----- AVAILABLE DATA

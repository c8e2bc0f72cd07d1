//! Operator HTTP API.
//!
//! Reads come from the incident journal. Writes never touch the engine
//! directly: they are queued as [`OperatorCommand`]s and applied by the
//! frame loop between frames.
//!
//! - `GET /health` - Health check
//! - `GET /incidents?state=` - List journaled incidents
//! - `GET /incidents/:id` - One incident with its notification log
//! - `POST /incidents/:id/resolve` - Ask the frame loop to resolve an incident

use axum::{
    Json, Router,
    extract::{Path, Query, State},
    http::StatusCode,
    response::IntoResponse,
    routing::{get, post},
};
use serde::{Deserialize, Serialize};
use tokio::sync::mpsc;
use tower::ServiceBuilder;
use tower_http::trace::TraceLayer;
use tracing::{info, instrument};

use crate::error::{Error, Result};
use crate::model::{Incident, IncidentState};
use crate::storage::{NotificationRecord, Storage};

/// Commands consumed by the frame loop.
#[derive(Debug, Clone, PartialEq)]
pub enum OperatorCommand {
    Resolve { incident_id: String },
}

/// Application state shared across handlers.
#[derive(Clone)]
pub struct AppState {
    pub storage: Storage,
    pub commands: mpsc::Sender<OperatorCommand>,
}

#[derive(Debug, Deserialize)]
pub struct IncidentsQuery {
    /// tentative | confirmed | resolved
    pub state: Option<String>,
}

#[derive(Debug, Serialize)]
pub struct IncidentsResponse {
    pub count: usize,
    pub incidents: Vec<Incident>,
}

#[derive(Debug, Serialize)]
pub struct IncidentDetail {
    #[serde(flatten)]
    pub incident: Incident,
    pub notifications: Vec<NotificationRecord>,
}

#[derive(Debug, Serialize)]
pub struct ResolveAccepted {
    pub incident_id: String,
    pub status: &'static str,
}

/// Build the router with request tracing.
pub fn router(state: AppState) -> Router {
    Router::new()
        .route("/health", get(health_check))
        .route("/incidents", get(list_incidents))
        .route("/incidents/:id", get(get_incident))
        .route("/incidents/:id/resolve", post(resolve_incident))
        .layer(ServiceBuilder::new().layer(TraceLayer::new_for_http()))
        .with_state(state)
}

/// GET /health - Simple health check endpoint.
pub async fn health_check() -> impl IntoResponse {
    StatusCode::OK
}

/// GET /incidents - List incidents, optionally filtered by state.
#[instrument(skip(state))]
pub async fn list_incidents(
    State(state): State<AppState>,
    Query(query): Query<IncidentsQuery>,
) -> Result<Json<IncidentsResponse>> {
    let filter = query
        .state
        .as_deref()
        .map(str::parse::<IncidentState>)
        .transpose()
        .map_err(Error::InvalidRequest)?;

    let incidents = state.storage.list_incidents(filter).await?;
    info!(count = incidents.len(), state = ?filter, "Incidents queried");

    Ok(Json(IncidentsResponse {
        count: incidents.len(),
        incidents,
    }))
}

/// GET /incidents/:id - Incident plus its delivery log.
#[instrument(skip(state))]
pub async fn get_incident(
    State(state): State<AppState>,
    Path(incident_id): Path<String>,
) -> Result<Json<IncidentDetail>> {
    let incident = state
        .storage
        .get_incident(&incident_id)
        .await?
        .ok_or_else(|| Error::NotFound(format!("incident {incident_id}")))?;
    let notifications = state.storage.notifications_for(&incident_id).await?;

    Ok(Json(IncidentDetail {
        incident,
        notifications,
    }))
}

/// POST /incidents/:id/resolve - Queue a manual resolution.
///
/// Returns `202 Accepted` once the command is queued; the frame loop applies
/// it before its next frame. Already resolved incidents are accepted as a
/// no-op.
#[instrument(skip(state))]
pub async fn resolve_incident(
    State(state): State<AppState>,
    Path(incident_id): Path<String>,
) -> Result<(StatusCode, Json<ResolveAccepted>)> {
    if state.storage.get_incident(&incident_id).await?.is_none() {
        return Err(Error::NotFound(format!("incident {incident_id}")));
    }

    state
        .commands
        .send(OperatorCommand::Resolve {
            incident_id: incident_id.clone(),
        })
        .await
        .map_err(|_| Error::LoopUnavailable)?;

    info!(incident_id = %incident_id, "Manual resolution queued");
    Ok((
        StatusCode::ACCEPTED,
        Json(ResolveAccepted {
            incident_id,
            status: "accepted",
        }),
    ))
}
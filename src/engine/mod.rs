//! Rule evaluation engine.
//!
//! Owns the per-(track, rule) dwell state and the incident registry for one
//! monitoring session. All evaluation is synchronous and free of I/O; the
//! frame loop is the single owner and the only caller of [`RuleEngine::evaluate`].

pub mod classify;
pub mod dwell;
pub mod incidents;
pub mod matcher;

use std::collections::HashSet;
use std::sync::Arc;

use serde::{Deserialize, Serialize};
use tracing::debug;

use crate::error::{Error, Result};
use crate::model::{Evidence, Incident, Track};
use crate::rule::Rule;

pub use classify::{Classifier, ClassifierConfig};
pub use dwell::{DwellTracker, DwellWindow, PairKey};
pub use incidents::{IncidentRegistry, IncidentUpdate, Transition};
pub use matcher::{Rejection, matches};

/// Engine-level policy.
#[derive(Debug, Clone, PartialEq, Serialize, Deserialize)]
pub struct EngineConfig {
    /// Resolve an open incident after this many seconds without an eligible
    /// frame. `None` keeps incidents open until resolved manually.
    pub resolve_after_seconds: Option<f64>,
}

impl Default for EngineConfig {
    fn default() -> Self {
        Self {
            resolve_after_seconds: Some(30.0),
        }
    }
}

pub struct RuleEngine {
    rules: Vec<Arc<Rule>>,
    dwell: DwellTracker,
    incidents: IncidentRegistry,
    config: EngineConfig,
}

impl RuleEngine {
    pub fn new(rules: Vec<Rule>, config: EngineConfig) -> Self {
        Self {
            rules: rules.into_iter().map(Arc::new).collect(),
            dwell: DwellTracker::new(),
            incidents: IncidentRegistry::new(),
            config,
        }
    }

    pub fn rules(&self) -> &[Arc<Rule>] {
        &self.rules
    }

    pub fn rule(&self, rule_id: &str) -> Option<&Arc<Rule>> {
        self.rules.iter().find(|r| r.rule_id == rule_id)
    }

    /// Detector prompts of every loaded rule, deduplicated in load order.
    pub fn prompts(&self) -> Vec<String> {
        let mut seen = HashSet::new();
        self.rules
            .iter()
            .map(|r| r.prompt().to_string())
            .filter(|p| seen.insert(p.clone()))
            .collect()
    }

    /// Evaluate every rule against the tracks of one frame.
    ///
    /// Returns one update per incident touched on this frame. A pair that does
    /// not match (or whose track is absent) loses all dwell progress.
    pub fn evaluate(&mut self, tracks: &[Track], frame_id: u64, timestamp: f64) -> Vec<IncidentUpdate> {
        let mut updates = Vec::new();

        for rule in &self.rules {
            for track in tracks {
                let key: PairKey = (track.track_id, rule.rule_id.clone());

                if let Err(reason) = matcher::check(track, rule) {
                    if self.dwell.get(&key).is_some() {
                        debug!(
                            track_id = track.track_id,
                            rule_id = %rule.rule_id,
                            ?reason,
                            "Dwell window reset"
                        );
                        self.dwell.reset(&key);
                    }
                    continue;
                }

                let window = self.dwell.observe(key, frame_id, timestamp);
                if !window.is_satisfied(timestamp, &rule.conditions) {
                    continue;
                }
                let started_at = window.started_at;
                updates.push(self.incidents.on_eligible(track, rule, started_at, frame_id, timestamp));
            }
        }

        let present: HashSet<_> = tracks.iter().map(|t| t.track_id).collect();
        self.dwell.retain(|(track_id, _)| present.contains(track_id));

        if let Some(max_idle) = self.config.resolve_after_seconds {
            updates.extend(self.incidents.resolve_idle(timestamp, max_idle));
        }

        updates
    }

    /// Operator resolution. The pair's dwell window is discarded so a new
    /// incident needs a fresh dwell period.
    pub fn resolve(&mut self, incident_id: &str, timestamp: f64) -> Result<&Incident> {
        let key = self
            .incidents
            .get(incident_id)
            .map(|i| (i.track_id, i.rule_id.clone()))
            .ok_or_else(|| Error::NotFound(format!("incident '{incident_id}'")))?;
        self.dwell.reset(&key);
        self.incidents.resolve(incident_id, timestamp)
    }

    /// Cooldown-gated notification eligibility for a registered incident.
    pub fn should_notify(&self, incident_id: &str, now: f64) -> bool {
        self.incidents.get(incident_id).is_some_and(|incident| {
            self.rule(&incident.rule_id)
                .is_some_and(|rule| IncidentRegistry::should_notify(incident, now, rule))
        })
    }

    pub fn mark_notified(&mut self, incident_id: &str, now: f64) -> Result<()> {
        self.incidents.mark_notified(incident_id, now)
    }

    pub fn attach_evidence(&mut self, incident_id: &str, evidence: Evidence) -> Result<()> {
        self.incidents.attach_evidence(incident_id, evidence)
    }

    pub fn incident(&self, incident_id: &str) -> Option<&Incident> {
        self.incidents.get(incident_id)
    }

    pub fn get_active_incidents(&self) -> Vec<&Incident> {
        self.incidents.active()
    }

    pub fn get_confirmed_incidents(&self) -> Vec<&Incident> {
        self.incidents.confirmed()
    }

    pub fn all_incidents(&self) -> Vec<&Incident> {
        self.incidents.all()
    }

    pub fn dwell_window(&self, key: &PairKey) -> Option<&DwellWindow> {
        self.dwell.get(key)
    }
}
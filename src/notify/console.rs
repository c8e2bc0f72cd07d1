//! Terminal/log channel. Always available, used as the always-on sink.

use async_trait::async_trait;
use serde::{Deserialize, Serialize};
use tracing::warn;

use super::{NotificationChannel, NotificationPayload, RateLimiter};

const RED: &str = "\x1b[91m";
const YELLOW: &str = "\x1b[93m";
const GREEN: &str = "\x1b[92m";
const BOLD: &str = "\x1b[1m";
const RESET: &str = "\x1b[0m";

#[derive(Debug, Clone, PartialEq, Serialize, Deserialize)]
pub struct ConsoleConfig {
    #[serde(default = "default_true")]
    pub enabled: bool,

    /// Unthrottled unless a file sets it.
    #[serde(default)]
    pub rate_limit_seconds: f64,

    /// Include evidence paths in the banner.
    #[serde(default = "default_true")]
    pub verbose: bool,

    #[serde(default = "default_true")]
    pub color_output: bool,

    /// Print a banner to stdout in addition to the log event.
    #[serde(default = "default_true")]
    pub banner: bool,
}

fn default_true() -> bool {
    true
}

impl Default for ConsoleConfig {
    fn default() -> Self {
        Self {
            enabled: true,
            rate_limit_seconds: 0.0,
            verbose: true,
            color_output: true,
            banner: true,
        }
    }
}

pub struct ConsoleChannel {
    name: String,
    config: ConsoleConfig,
    limiter: RateLimiter,
}

impl ConsoleChannel {
    pub fn new(name: &str, config: ConsoleConfig) -> Self {
        Self {
            name: name.to_string(),
            limiter: RateLimiter::from_seconds(config.rate_limit_seconds),
            config,
        }
    }

    /// Human-readable alert block.
    pub fn render(&self, payload: &NotificationPayload) -> String {
        let (red, yellow, green, bold, reset) = if self.config.color_output {
            (RED, YELLOW, GREEN, BOLD, RESET)
        } else {
            ("", "", "", "", "")
        };

        let percent = payload.avg_confidence * 100.0;
        let confidence_color = if percent >= 80.0 {
            red
        } else if percent >= 60.0 {
            yellow
        } else {
            green
        };
        let rule = "=".repeat(70);

        let mut out = format!(
            "\n{red}{bold}{rule}\n{title}\n{rule}{reset}\n\
             {bold}Rule:{reset} {desc}\n\
             {bold}Incident ID:{reset} {id}\n\
             {bold}Time:{reset} {time} (t={t:.2}s)\n\
             {bold}Camera:{reset} {camera}\n\
             {bold}Location:{reset} {location}\n\
             {bold}Track ID:{reset} {track}\n\
             {bold}Confidence:{reset} {confidence_color}{percent:.1}%{reset}\n",
            title = payload.title().to_uppercase(),
            desc = payload.rule_description,
            id = payload.incident_id,
            time = payload.alerted_at_display(),
            t = payload.confirmed_time,
            camera = payload.camera_id,
            location = payload.location,
            track = payload.track_id,
        );

        if self.config.verbose {
            let show = |p: &Option<std::path::PathBuf>| {
                p.as_ref()
                    .map_or_else(|| "N/A".to_string(), |p| p.display().to_string())
            };
            out.push_str(&format!(
                "{bold}Snapshot:{reset} {}\n{bold}Video:{reset} {}\n",
                show(&payload.snapshot_path),
                show(&payload.video_clip_path),
            ));
        }
        out.push_str(&format!("{red}{rule}{reset}\n"));
        out
    }
}

#[async_trait]
impl NotificationChannel for ConsoleChannel {
    fn name(&self) -> &str {
        &self.name
    }

    fn is_enabled(&self) -> bool {
        self.config.enabled
    }

    fn rate_limiter(&self) -> &RateLimiter {
        &self.limiter
    }

    async fn send(&self, payload: &NotificationPayload) -> bool {
        warn!(
            channel = %self.name,
            incident_id = %payload.incident_id,
            rule_id = %payload.rule_id,
            track_id = payload.track_id,
            confidence = payload.avg_confidence,
            reminder = payload.reminder,
            "SECURITY ALERT: {}",
            payload.rule_description
        );
        if self.config.banner {
            println!("{}", self.render(payload));
        }
        true
    }
}
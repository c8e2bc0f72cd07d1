//! Classification enrichment by composition.
//!
//! Subject tracks (people) are paired with equipment tracks (helmets) by the
//! IoU between the subject's head region and each equipment box. Raw per-frame
//! labels are noisy near box edges, so the written state is a majority vote
//! over a short per-track history.

use std::collections::{HashMap, HashSet, VecDeque};

use serde::{Deserialize, Serialize};
use tracing::debug;

use crate::model::{Track, TrackId, TrackState};

/// Tuning for helmet inference.
#[derive(Debug, Clone, PartialEq, Serialize, Deserialize)]
#[serde(default)]
pub struct ClassifierConfig {
    /// Top share of the subject box treated as the head.
    pub head_ratio: f32,
    /// Minimum head/equipment IoU to count as wearing it.
    pub iou_threshold: f32,
    /// Equipment tracks below this confidence are ignored.
    pub min_equipment_confidence: f32,
    /// Majority vote window, in frames.
    pub smoothing_frames: usize,
    /// Minimum majority share, otherwise the state is `unknown`.
    pub min_vote_share: f32,
    pub subject_classes: Vec<String>,
    pub equipment_keywords: Vec<String>,
}

impl Default for ClassifierConfig {
    fn default() -> Self {
        Self {
            head_ratio: 0.40,
            iou_threshold: 0.15,
            min_equipment_confidence: 0.28,
            smoothing_frames: 5,
            min_vote_share: 0.6,
            subject_classes: ["person", "worker", "human"].map(String::from).to_vec(),
            equipment_keywords: [
                "helmet",
                "hard hat",
                "safety helmet",
                "hardhat",
                "hat",
                "yellow helmet",
            ]
            .map(String::from)
            .to_vec(),
        }
    }
}

#[derive(Debug, Default)]
pub struct Classifier {
    config: ClassifierConfig,
    history: HashMap<TrackId, VecDeque<TrackState>>,
}

impl Classifier {
    pub fn new(config: ClassifierConfig) -> Self {
        Self {
            config,
            history: HashMap::new(),
        }
    }

    fn is_subject(&self, track: &Track) -> bool {
        let class = track.class_name.to_lowercase();
        self.config.subject_classes.iter().any(|c| *c == class)
    }

    fn is_equipment(&self, track: &Track) -> bool {
        let class = track.class_name.to_lowercase();
        track.confidence >= self.config.min_equipment_confidence
            && self
                .config
                .equipment_keywords
                .iter()
                .any(|k| class.contains(k.as_str()))
    }

    /// Write smoothed `helmeted`/`helmetless`/`unknown` states onto subject
    /// tracks. Tentative and lost subjects are left untouched.
    pub fn enrich(&mut self, tracks: &mut [Track]) {
        let equipment: Vec<_> = tracks
            .iter()
            .filter(|t| self.is_equipment(t))
            .map(|t| t.bbox)
            .collect();

        let mut seen = HashSet::new();
        for track in tracks.iter_mut() {
            if !self.is_subject(track)
                || matches!(track.state, TrackState::Tentative | TrackState::Lost)
            {
                continue;
            }
            seen.insert(track.track_id);

            let head = track.bbox.top_region(self.config.head_ratio);
            let best_iou = equipment
                .iter()
                .map(|b| head.iou(b))
                .fold(0.0_f32, f32::max);
            let raw = if best_iou >= self.config.iou_threshold {
                TrackState::Helmeted
            } else {
                TrackState::Helmetless
            };

            let votes = self.history.entry(track.track_id).or_default();
            votes.push_back(raw);
            while votes.len() > self.config.smoothing_frames.max(1) {
                votes.pop_front();
            }

            track.state = smoothed(votes, self.config.min_vote_share);
            debug!(
                track_id = track.track_id,
                best_iou,
                state = track.state.as_str(),
                "Track classified"
            );
        }

        // Histories of subjects no longer delivered are dropped.
        self.history.retain(|id, _| seen.contains(id));
    }
}

fn smoothed(votes: &VecDeque<TrackState>, min_share: f32) -> TrackState {
    if votes.is_empty() {
        return TrackState::Unknown;
    }
    let helmeted = votes.iter().filter(|s| **s == TrackState::Helmeted).count();
    let helmetless = votes.len() - helmeted;
    let (label, count) = if helmeted >= helmetless {
        (TrackState::Helmeted, helmeted)
    } else {
        (TrackState::Helmetless, helmetless)
    };

    if count as f32 / votes.len() as f32 >= min_share {
        label
    } else {
        TrackState::Unknown
    }
}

----------

Write out exactly the lines between the start of the entries and the line containing "pub struct IncidentsQuery", including that line and the first one.

repository c8e2bc0f72cd07d1
//! Operator HTTP API.
//!
//! Reads come from the incident journal. Writes never touch the engine
//! directly: they are queued as [`OperatorCommand`]s and applied by the
//! frame loop between frames.
//!
//! - `GET /health` - Health check
//! - `GET /incidents?state=` - List journaled incidents
//! - `GET /incidents/:id` - One incident with its notification log
//! - `POST /incidents/:id/resolve` - Ask the frame loop to resolve an incident

use axum::{
    Json, Router,
    extract::{Path, Query, State},
    http::StatusCode,
    response::IntoResponse,
    routing::{get, post},
};
use serde::{Deserialize, Serialize};
use tokio::sync::mpsc;
use tower::ServiceBuilder;
use tower_http::trace::TraceLayer;
use tracing::{info, instrument};

use crate::error::{Error, Result};
use crate::model::{Incident, IncidentState};
use crate::storage::{NotificationRecord, Storage};

/// Commands consumed by the frame loop.
#[derive(Debug, Clone, PartialEq)]
pub enum OperatorCommand {
    Resolve { incident_id: String },
}

/// Application state shared across handlers.
#[derive(Clone)]
pub struct AppState {
    pub storage: Storage,
    pub commands: mpsc::Sender<OperatorCommand>,
}

#[derive(Debug, Deserialize)]
pub struct IncidentsQuery {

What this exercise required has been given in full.